Pull every line from the records that has the word "Result" in it.
===== Recorded information
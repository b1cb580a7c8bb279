//! Ordered generation of group moderation records.
//!
//! The relay itself authors the records that create groups, change their
//! metadata, add or remove members, and delete events. Those records are
//! generated in bursts (creating a group emits two at once) and often
//! within the same second, yet consumers rebuild group state by replaying
//! them in `created_at` order. This crate guarantees that order:
//!
//! - [`commands`] turns an intent into unsigned drafts, with no side effects.
//! - [`OrderingSerializer`] stamps each draft with `wall_clock + offset` from
//!   a shared [`LogicalClock`], marks it `autogenerated`, defaults the author
//!   to the relay, computes the id, and submits it to the sink.
//! - [`Moderator`] ties the two together and checks that a group does not
//!   exist before creating it.
//!
//! ```rust,ignore
//! let clock = Arc::new(LogicalClock::default());
//! let serializer = OrderingSerializer::new(store.clone(), clock, relay_pubkey);
//! let moderator = Moderator::new(serializer, store);
//!
//! moderator.create_group("pizza", &creator, &EditMetadata::default()).await?;
//! moderator.put_user("pizza", &member, ["moderator"]).await?;
//! ```

pub mod clock;
pub mod commands;
mod error;
mod moderator;
mod serializer;

pub use clock::{LogicalClock, DEFAULT_RESET_AFTER};
pub use error::ModerationError;
pub use moderator::Moderator;
pub use serializer::OrderingSerializer;
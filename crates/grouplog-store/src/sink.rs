//! Contracts between the moderation core and the event store.

use grouplog_types::{Event, Timestamp};
use serde::Serialize;

use crate::error::SinkError;

/// Per-call context passed to an [`EventSink`].
///
/// The only thing it carries is whether the call originates inside the
/// relay. Internal calls skip signature verification and author checks but
/// are indexed and broadcast like any other record.
#[derive(Debug, Clone, Copy, Default, PartialEq, Eq)]
pub struct CallContext {
    internal: bool,
}

impl CallContext {
    /// Context for records received from clients.
    pub fn external() -> Self {
        Self { internal: false }
    }

    /// Context for records the relay generates itself.
    pub fn internal() -> Self {
        Self { internal: true }
    }

    pub fn is_internal(&self) -> bool {
        self.internal
    }
}

/// Append-only destination for finalized records.
///
/// Implementations may block on I/O; async callers should invoke them from
/// a blocking task.
pub trait EventSink: Send + Sync {
    /// Validates and stores `event`, then notifies downstream consumers.
    ///
    /// Returns `Ok(true)` if the record was appended and `Ok(false)` if a
    /// record with the same id was already present.
    fn append(&self, ctx: &CallContext, event: &Event) -> Result<bool, SinkError>;
}

/// What is known about a group from its creation record.
#[derive(Debug, Clone, PartialEq, Eq, Serialize)]
pub struct GroupRef {
    pub group_id: String,
    /// Author of the create-group record, i.e. the owner.
    pub created_by: String,
    pub creation_event_id: String,
    pub created_at: Timestamp,
}

/// Read access to group existence.
pub trait GroupLookup: Send + Sync {
    /// Returns the group if a creation record for `group_id` exists.
    fn load_group(&self, group_id: &str) -> Result<Option<GroupRef>, SinkError>;
}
==========
Your response:
    fn append(&self, ctx: &CallContext, event: &Event) -> Result<bool, SinkError>;
    fn load_group(&self, group_id: &str) -> Result<Option<GroupRef>, SinkError>;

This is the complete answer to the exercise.